Watch, Pause, and Rewind: Live Coding Agent Observation in Potato
Tutorial for setting up live coding agent observation with Ollama, Anthropic API, or Claude Agent SDK. Includes pause, rollback, branching, and trajectory export.
What makes live observation different
Most coding agent evaluation happens after the fact: the agent runs, produces a trace, and reviewers pick over the recording later. Live observation works the other way around. The annotator watches the agent work in real time and sees each file edit, terminal command, and reasoning step as it lands.
That changes what you can do. If the agent starts heading down a wrong path, the annotator can step in before it wastes time there. They can pause to read a diff carefully before the agent moves on, or send a plain-language instruction to redirect it. The part I find most useful is rollback: at any earlier checkpoint, you can rewind and let the agent try a different approach. Those branches are exactly the kind of data preference learning wants.
This is not a replacement for static trace annotation. It is a different mode that produces a different kind of data. Static annotation wins when you want a lot of it at a predictable cost. Live observation wins when you are after targeted data, trying to understand how an agent fails, or building branching preference pairs.

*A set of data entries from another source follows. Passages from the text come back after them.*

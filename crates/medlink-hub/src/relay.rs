//! Unicast relay for chat messages and call signaling.
//!
//! Bodies are opaque. Signaling payloads (offers, answers, rejections) go
//! through untouched so the peers negotiate media between themselves.

use medlink_common::ServerMessage;
use serde_json::Value;
use std::sync::Arc;

use crate::channel::FanOut;
use crate::metrics::HubMetrics;
use crate::registry::SessionRegistry;

#[derive(Clone)]
pub struct MessageRelay {
    registry: Arc<SessionRegistry>,
    metrics: Arc<HubMetrics>,
}

impl MessageRelay {
    pub fn new(registry: Arc<SessionRegistry>, metrics: Arc<HubMetrics>) -> Self {
        Self { registry, metrics }
    }

    pub async fn relay_chat(&self, to_id: &str, message: Value) -> FanOut {
        self.unicast(to_id, ServerMessage::ChatMessage(message)).await
    }

    pub async fn relay_signal(&self, to_id: &str, signal: Value) -> FanOut {
        self.unicast(to_id, ServerMessage::CallSignal(signal)).await
    }

    async fn unicast(&self, to_id: &str, message: ServerMessage) -> FanOut {
        let mut fan_out = FanOut::default();
        let kind = message.kind();

        match self.registry.get(to_id).await {
            Some(session) if !session.channel.is_closed() => {
                fan_out.send(&session.channel, message);
                self.metrics.record(&fan_out);
                tracing::debug!(to_id, kind, "Relayed");
            }
            _ => {
                self.metrics.unknown_target();
                tracing::debug!(to_id, kind, "Relay dropped, hospital offline");
            }
        }

        fan_out
    }
}
//! Core types shared across Medlink components.

use chrono::{DateTime, Utc};
use serde::{Deserialize, Serialize};

use crate::constants::BROADCAST_TARGET;
use crate::error::MedlinkError;

/// Geographic position of a hospital
#[derive(Debug, Clone, Copy, PartialEq, Serialize, Deserialize)]
pub struct Location {
    pub lat: f64,
    pub lng: f64,
}

/// Identity and public profile of a hospital node.
///
/// Supplied by the client at registration (after the surrounding system
/// has authenticated it) and immutable for the lifetime of the session.
#[derive(Debug, Clone, PartialEq, Serialize, Deserialize)]
pub struct HospitalIdentity {
    /// Stable, externally assigned identifier
    pub id: String,

    #[serde(default)]
    pub name: String,

    #[serde(default)]
    pub city: String,

    #[serde(default)]
    pub contact: String,

    #[serde(default, skip_serializing_if = "Option::is_none")]
    pub location: Option<Location>,
}

impl HospitalIdentity {
    pub fn new(id: impl Into<String>, name: impl Into<String>) -> Self {
        Self {
            id: id.into(),
            name: name.into(),
            city: String::new(),
            contact: String::new(),
            location: None,
        }
    }

    pub fn with_city(mut self, city: impl Into<String>) -> Self {
        self.city = city.into();
        self
    }

    pub fn with_contact(mut self, contact: impl Into<String>) -> Self {
        self.contact = contact.into();
        self
    }

    pub fn with_location(mut self, lat: f64, lng: f64) -> Self {
        self.location = Some(Location { lat, lng });
        self
    }

    /// Reject identities the registry cannot key on
    pub fn validate(&self) -> Result<(), MedlinkError> {
        if self.id.trim().is_empty() {
            return Err(MedlinkError::MalformedMessage(
                "hospital identity requires a non-empty id".to_string(),
            ));
        }
        Ok(())
    }
}

/// Public view of one registered session
#[derive(Debug, Clone, PartialEq, Serialize, Deserialize)]
pub struct PresenceEntry {
    pub id: String,
    pub name: String,
    pub city: String,
    pub contact: String,
    #[serde(default, skip_serializing_if = "Option::is_none")]
    pub location: Option<Location>,
    /// True once this hospital has completed an accept handshake
    pub paired: bool,
}

impl PresenceEntry {
    pub fn from_identity(identity: &HospitalIdentity, paired: bool) -> Self {
        Self {
            id: identity.id.clone(),
            name: identity.name.clone(),
            city: identity.city.clone(),
            contact: identity.contact.clone(),
            location: identity.location,
            paired,
        }
    }
}

/// Point-in-time copy of the registry, in registration order
#[derive(Debug, Clone, Default, PartialEq, Serialize, Deserialize)]
pub struct PresenceSnapshot {
    pub sessions: Vec<PresenceEntry>,
    /// Registry mutation counter at the time the copy was taken
    pub revision: u64,
}

impl PresenceSnapshot {
    pub fn len(&self) -> usize {
        self.sessions.len()
    }

    pub fn is_empty(&self) -> bool {
        self.sessions.is_empty()
    }

    pub fn get(&self, id: &str) -> Option<&PresenceEntry> {
        self.sessions.iter().find(|s| s.id == id)
    }

    pub fn paired_count(&self) -> usize {
        self.sessions.iter().filter(|s| s.paired).count()
    }
}

/// How urgent an emergency request is
#[derive(Debug, Clone, Copy, PartialEq, Eq, Default, Serialize, Deserialize)]
#[serde(rename_all = "lowercase")]
pub enum Urgency {
    High,
    #[default]
    Medium,
    Low,
}

/// Client-side lifecycle of an emergency request.
///
/// The hub never reads or writes this; only the accepting client flips it.
#[derive(Debug, Clone, Copy, PartialEq, Eq, Default, Serialize, Deserialize)]
#[serde(rename_all = "lowercase")]
pub enum RequestStatus {
    #[default]
    Pending,
    Accepted,
}

/// An urgent request for resources raised by one hospital.
///
/// Owned by the originating client. The hub forwards it as opaque JSON.
#[derive(Debug, Clone, PartialEq, Serialize, Deserialize)]
#[serde(rename_all = "camelCase")]
pub struct EmergencyRequest {
    /// Caller-supplied, unique per request
    pub id: String,

    #[serde(rename = "type")]
    pub request_type: String,

    #[serde(default)]
    pub urgency: Urgency,

    #[serde(default)]
    pub description: String,

    #[serde(alias = "from")]
    pub originator: HospitalIdentity,

    #[serde(default)]
    pub status: RequestStatus,

    #[serde(default = "Utc::now")]
    pub timestamp: DateTime<Utc>,
}

impl EmergencyRequest {
    pub fn new(
        id: impl Into<String>,
        request_type: impl Into<String>,
        urgency: Urgency,
        description: impl Into<String>,
        originator: HospitalIdentity,
    ) -> Self {
        Self {
            id: id.into(),
            request_type: request_type.into(),
            urgency,
            description: description.into(),
            originator,
            status: RequestStatus::Pending,
            timestamp: Utc::now(),
        }
    }

    pub fn accept(&mut self) {
        self.status = RequestStatus::Accepted;
    }
}

/// Destination of an emergency request
#[derive(Debug, Clone, PartialEq, Eq, Serialize, Deserialize)]
#[serde(from = "String", into = "String")]
pub enum RouteTarget {
    /// Every registered session
    Broadcast,
    /// A single hospital by id
    Hospital(String),
}

impl RouteTarget {
    pub fn is_broadcast(&self) -> bool {
        matches!(self, Self::Broadcast)
    }
}

impl From<String> for RouteTarget {
    fn from(value: String) -> Self {
        if value == BROADCAST_TARGET {
            Self::Broadcast
        } else {
            Self::Hospital(value)
        }
    }
}

impl From<&str> for RouteTarget {
    fn from(value: &str) -> Self {
        Self::from(value.to_string())
    }
}

impl From<RouteTarget> for String {
    fn from(value: RouteTarget) -> Self {
        match value {
            RouteTarget::Broadcast => BROADCAST_TARGET.to_string(),
            RouteTarget::Hospital(id) => id,
        }
    }
}

impl std::fmt::Display for RouteTarget {
    fn fmt(&self, f: &mut std::fmt::Formatter<'_>) -> std::fmt::Result {
        match self {
            Self::Broadcast => f.write_str(BROADCAST_TARGET),
            Self::Hospital(id) => f.write_str(id),
        }
    }
}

For the full feature reference, see the source documentation.
The live coding agent interface streams agent actions in real-time, showing code diffs and terminal output as the agent works:
Live coding agent observation with real-time diff rendering and terminal output
Three backends
Potato gives you three backends for live observation. Each one runs a coding agent in a sandbox and streams its actions to the interface as they happen.
Ollama (fully local)
The Ollama backend runs entirely on your machine, with no API keys and no network calls. Reach for it when the codebase is sensitive or when you just want to experiment without running up an API bill.
First, install Ollama and pull a model with tool-use capabilities:
# Install Ollama
curl -fsSL https://ollama.ai/install.sh | sh
# Pull a coding-capable model
ollama pull qwen2.5-coder:32b
# Verify the model is available
ollama listConfigure Potato to use the Ollama backend:
# config.yaml
project_name: "Live Agent Observation - Ollama"
port: 8000
live_coding_agent:
enabled: true
backend: "ollama"
ollama:
model: "qwen2.5-coder:32b"
host: "http://localhost:11434"
temperature: 0.2
max_tokens: 4096
num_ctx: 32768 # Context window size
sandbox:
type: "docker" # "docker" or "local"
image: "python:3.11-slim" # Base image for sandboxed execution
workspace: "./workspace/" # Agent's working directory
timeout: 600 # Max seconds per agent session
streaming:
update_interval_ms: 100 # How often to push updates to the UI
buffer_output: true # Buffer terminal output for smoother rendering
checkpoints:
enabled: true
strategy: "git" # Git-based checkpoints
auto_commit_on_file_change: true
commit_message_prefix: "[potato-checkpoint]"Anthropic API (Claude with tool use)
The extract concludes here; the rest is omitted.